Exercise prompt:
Stop after the line containing "Config file used"; retype every line of the data before it exactly, starting from the first.
··· Provided records ···
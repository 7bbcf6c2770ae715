//! Application configuration.

use crate::error::{AppError, AppResult};
use crate::session::SessionLimits;
use serde::{Deserialize, Serialize};
use std::path::Path;
use std::time::Duration;

/// Config file used when neither `--config` nor `MTE_CONFIG` is given.
pub const DEFAULT_CONFIG_PATH: &str = "config/default.toml";

/// TCP listener and per-session limits.
///
/// Every limit defaults to 0 (disabled). Disabled limits leave protocol
/// behavior untouched for well-formed traffic.
#[derive(Debug, Clone, Serialize, Deserialize)]
pub struct ServerConfig {
    /// Address to bind.
    #[serde(default = "default_bind")]
    pub bind: String,
    /// Port to listen on.
    #[serde(default = "default_port")]
    pub port: u16,
    /// Maximum concurrent sessions (0 = unlimited).
    #[serde(default)]
    pub max_connections: usize,
    /// Maximum records one session may insert (0 = unlimited).
    #[serde(default)]
    pub max_records_per_session: usize,
    /// Close a session after this many seconds without a complete request
    /// (0 = never).
    #[serde(default)]
    pub idle_timeout_secs: u64,
}

fn default_bind() -> String {
    "0.0.0.0".to_string()
}

fn default_port() -> u16 {
    8080
}

impl Default for ServerConfig {
    fn default() -> Self {
        Self {
            bind: default_bind(),
            port: default_port(),
            max_connections: 0,
            max_records_per_session: 0,
            idle_timeout_secs: 0,
        }
    }
}

impl ServerConfig {
    /// `bind:port` string accepted by `TcpListener::bind`.
    pub fn listen_addr(&self) -> String {
        format!("{}:{}", self.bind, self.port)
    }

    /// Connection limit, if enabled.
    pub fn connection_limit(&self) -> Option<usize> {
        (self.max_connections > 0).then_some(self.max_connections)
    }

    /// Per-session limits derived from this config.
    pub fn session_limits(&self) -> SessionLimits {
        SessionLimits {
            max_records: (self.max_records_per_session > 0)
                .then_some(self.max_records_per_session),
            idle_timeout: (self.idle_timeout_secs > 0)
                .then(|| Duration::from_secs(self.idle_timeout_secs)),
        }
    }
}

/// Telemetry configuration.
#[derive(Debug, Clone, Serialize, Deserialize)]
pub struct TelemetryConfig {
    /// Serve Prometheus metrics over HTTP.
    #[serde(default)]
    pub metrics_enabled: bool,
    /// Prometheus metrics port.
    #[serde(default = "default_metrics_port")]
    pub metrics_port: u16,
    /// Log filter for every target, used when `RUST_LOG` is unset
    /// (None = `info,mte=debug`).
    #[serde(default, skip_serializing_if = "Option::is_none")]
    pub log_level: Option<String>,
}

fn default_metrics_port() -> u16 {
    9090
}

impl Default for TelemetryConfig {
    fn default() -> Self {
        Self {
            metrics_enabled: false,
            metrics_port: default_metrics_port(),
            log_level: None,
        }
    }
}

/// Where the loaded configuration came from.
#[derive(Debug, Clone, PartialEq, Eq)]
pub enum ConfigSource {
    File(String),
    /// Default path did not exist; built-in defaults were used.
    Defaults,
}

/// Top-level configuration.
#[derive(Debug, Clone, Default, Serialize, Deserialize)]
pub struct AppConfig {
    #[serde(default)]
    pub server: ServerConfig,
    #[serde(default)]
    pub telemetry: TelemetryConfig,
}

impl AppConfig {
    /// Load configuration.
    ///
    /// An explicit path must exist. Without one, `DEFAULT_CONFIG_PATH` is
    /// used if present and built-in defaults otherwise.
    pub fn load(explicit_path: Option<&str>) -> AppResult<(Self, ConfigSource)> {
        if let Some(path) = explicit_path {
            return Ok((Self::from_file(path)?, ConfigSource::File(path.to_string())));
        }

        if Path::new(DEFAULT_CONFIG_PATH).exists() {
            Ok((
                Self::from_file(DEFAULT_CONFIG_PATH)?,
                ConfigSource::File(DEFAULT_CONFIG_PATH.to_string()),
            ))
        } else {
            Ok((Self::default(), ConfigSource::Defaults))
        }
    }

    /// Load from a specific file.
    pub fn from_file(path: &str) -> AppResult<Self> {
        let content = std::fs::read_to_string(path)
            .map_err(|e| AppError::Config(format!("Failed to read config {path}: {e}")))?;

        Self::from_toml(&content)
    }

    /// Parse and validate TOML content.
    pub fn from_toml(content: &str) -> AppResult<Self> {
        let config: Self = toml::from_str(content)
            .map_err(|e| AppError::Config(format!("Failed to parse config: {e}")))?;
        config.validate()?;
        Ok(config)
    }

    /// Reject combinations that cannot run.
    pub fn validate(&self) -> AppResult<()> {
        if self.server.bind.trim().is_empty() {
            return Err(AppError::Config("server.bind must not be empty".to_string()));
        }
        if self.telemetry.metrics_enabled
            && self.server.port != 0
            && self.telemetry.metrics_port == self.server.port
        {
            return Err(AppError::Config(format!(
                "telemetry.metrics_port and server.port are both {}",
                self.server.port
            )));
        }
        Ok(())
    }
}

#[cfg(test)]
mod tests {
    use super::*;

    #[test]
    fn test_default_config() {
        let config = AppConfig::default();
        assert_eq!(config.server.listen_addr(), "0.0.0.0:8080");
        assert_eq!(config.server.connection_limit(), None);
        assert_eq!(config.server.session_limits(), SessionLimits::default());
        assert!(!config.telemetry.metrics_enabled);
    }

    #[test]
    fn test_empty_toml_uses_defaults() {
        let config = AppConfig::from_toml("").unwrap();
        assert_eq!(config.server.port, 8080);
        assert_eq!(config.telemetry.log_level, None);
    }

    #[test]
    fn test_log_level_from_toml() {
        let config = AppConfig::from_toml(
            r#"
            [telemetry]
            log_level = "warn"
            "#,
        )
        .unwrap();
        assert_eq!(config.telemetry.log_level.as_deref(), Some("warn"));
    }

    #[test]
    fn test_partial_toml() {
        let config = AppConfig::from_toml(
            r#"
            [server]
            port = 9000
            max_records_per_session = 500
            idle_timeout_secs = 30
            "#,
        )
        .unwrap();

        assert_eq!(config.server.bind, "0.0.0.0");
        assert_eq!(config.server.port, 9000);
        let limits = config.server.session_limits();
        assert_eq!(limits.max_records, Some(500));
        assert_eq!(limits.idle_timeout, Some(Duration::from_secs(30)));
    }

    #[test]
    fn test_port_collision_rejected() {
        let result = AppConfig::from_toml(
            r#"
            [server]
            port = 9090

            [telemetry]
            metrics_enabled = true
            metrics_port = 9090
            "#,
        );
        assert!(matches!(result, Err(AppError::Config(_))));
    }

    #[test]
    fn test_invalid_toml_rejected() {
        let result = AppConfig::from_toml("[server]\nport = \"eighty\"");
        assert!(matches!(result, Err(AppError::Config(_))));
    }

    #[test]
    fn test_missing_explicit_file_is_error() {
        let result = AppConfig::load(Some("does/not/exist.toml"));
        assert!(matches!(result, Err(AppError::Config(_))));
    }

    #[test]
    fn test_config_serialization() {
        let config = AppConfig::default();
        let toml_str = toml::to_string(&config).unwrap();
        assert!(toml_str.contains("[server]"));
        assert!(toml_str.contains("metrics_port"));
    }
}
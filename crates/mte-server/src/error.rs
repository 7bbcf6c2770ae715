//! Application error types.

use thiserror::Error;

#[derive(Debug, Error)]
pub enum AppError {
    #[error("Configuration error: {0}")]
    Config(String),

    #[error("Failed to bind {addr}: {source}")]
    Bind {
        addr: String,
        #[source]
        source: std::io::Error,
    },

    #[error("Telemetry error: {0}")]
    Telemetry(#[from] mte_telemetry::TelemetryError),

    #[error("IO error: {0}")]
    Io(#[from] std::io::Error),
}

pub type AppResult<T> = Result<T, AppError>;
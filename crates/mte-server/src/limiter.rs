//! Concurrent session limiter.

use std::sync::atomic::{AtomicUsize, Ordering};
use std::sync::Arc;

/// Counts live sessions and optionally caps them.
pub struct ConnectionLimiter {
    current: AtomicUsize,
    /// None = unlimited.
    max: Option<usize>,
}

impl ConnectionLimiter {
    pub fn new(max: Option<usize>) -> Self {
        Self {
            current: AtomicUsize::new(0),
            max,
        }
    }

    /// Claim a slot. The slot is released when the returned guard drops, so
    /// it can move into the session task and follow it to completion.
    pub fn try_acquire(self: &Arc<Self>) -> Option<ConnectionSlot> {
        loop {
            let current = self.current.load(Ordering::Acquire);
            if self.max.is_some_and(|max| current >= max) {
                return None;
            }
            if self
                .current
                .compare_exchange(current, current + 1, Ordering::AcqRel, Ordering::Acquire)
                .is_ok()
            {
                return Some(ConnectionSlot {
                    limiter: Arc::clone(self),
                });
            }
        }
    }

    pub fn current_count(&self) -> usize {
        self.current.load(Ordering::Relaxed)
    }

    pub fn max(&self) -> Option<usize> {
        self.max
    }
}

/// Held by a session for its lifetime.
pub struct ConnectionSlot {
    limiter: Arc<ConnectionLimiter>,
}

impl Drop for ConnectionSlot {
    fn drop(&mut self) {
        self.limiter.current.fetch_sub(1, Ordering::Release);
    }
}
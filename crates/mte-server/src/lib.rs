//! Per-session price ledger TCP service.
//!
//! Each accepted connection becomes a `Session` that exclusively owns one
//! `Ledger`. Clients stream 9-byte insert/query requests; queries are
//! answered with the truncating mean price over a timestamp range.
//!
//! - `Listener`: accept loop, one task per connection
//! - `Session`: framing, dispatch, and the ledger it owns
//! - `Application`: config, telemetry and shutdown wiring

pub mod app;
pub mod config;
pub mod error;
pub mod limiter;
pub mod listener;
pub mod session;

pub use app::Application;
pub use config::{AppConfig, ConfigSource, ServerConfig, TelemetryConfig};
pub use error::{AppError, AppResult};
pub use listener::Listener;
pub use session::{Session, SessionId, SessionLimits, SessionOutcome};
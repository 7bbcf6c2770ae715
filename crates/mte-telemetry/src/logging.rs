//! Structured logging initialization.

use crate::error::{TelemetryError, TelemetryResult};
use tracing_subscriber::{fmt, layer::SubscriberExt, util::SubscriberInitExt, EnvFilter};

/// Filter used when neither `RUST_LOG` nor a configured level is given.
pub const DEFAULT_FILTER: &str = "info,mte=debug";

/// Build the filter for a configured level, or `DEFAULT_FILTER` if none.
///
/// A configured level applies as-is to every target, the service's own
/// crates included.
pub fn build_filter(level: Option<&str>) -> TelemetryResult<EnvFilter> {
    let directives = level.unwrap_or(DEFAULT_FILTER);
    EnvFilter::try_new(directives)
        .map_err(|e| TelemetryError::LoggingInit(format!("invalid log level {directives:?}: {e}")))
}

/// Initialize structured logging.
///
/// `RUST_LOG` takes precedence, then `level`, then `DEFAULT_FILTER`. Output
/// is JSON when `RUST_ENV=production`, pretty otherwise.
pub fn init_logging(level: Option<&str>) -> TelemetryResult<()> {
    let env_filter = match EnvFilter::try_from_default_env() {
        Ok(filter) => filter,
        Err(_) => build_filter(level)?,
    };

    let is_production = std::env::var("RUST_ENV")
        .map(|v| v == "production")
        .unwrap_or(false);

    let result = if is_production {
        tracing_subscriber::registry()
            .with(env_filter)
            .with(
                fmt::layer()
                    .json()
                    .with_current_span(true)
                    .with_span_list(true),
            )
            .try_init()
    } else {
        tracing_subscriber::registry()
            .with(env_filter)
            .with(
                fmt::layer()
                    .pretty()
                    .with_target(true)
                    .with_thread_names(true),
            )
            .try_init()
    };

    result.map_err(|e| TelemetryError::LoggingInit(e.to_string()))
}
//! Binary wire protocol for the price ledger service.
//!
//! Every request is exactly 9 bytes with no length prefix or delimiter:
//!
//! ```text
//! ┌──────┬──────────────────┬──────────────────┐
//! │ tag  │ i32 (big-endian) │ i32 (big-endian) │
//! │ 1 B  │       4 B        │       4 B        │
//! └──────┴──────────────────┴──────────────────┘
//!   'I'     timestamp          price
//!   'Q'     min_time           max_time
//! ```
//!
//! Only `Q` produces a response: a single 4-byte big-endian `i32` mean.
//! Framing relies purely on the fixed size, so `MessageCodec` reassembles
//! requests that arrive split across reads or coalesced into one read.

pub mod codec;
pub mod error;
pub mod message;

pub use codec::{decode_response, MessageCodec};
pub use error::{WireError, WireResult};
pub use message::{Message, MESSAGE_LEN, RESPONSE_LEN, TAG_INSERT, TAG_QUERY};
···
Output of the exercise:
repository 7bbcf6c2770ae715
//! Application configuration.

use crate::error::{AppError, AppResult};
use crate::session::SessionLimits;
use serde::{Deserialize, Serialize};
use std::path::Path;
use std::time::Duration;

/// Config file used when neither `--config` nor `MTE_CONFIG` is given.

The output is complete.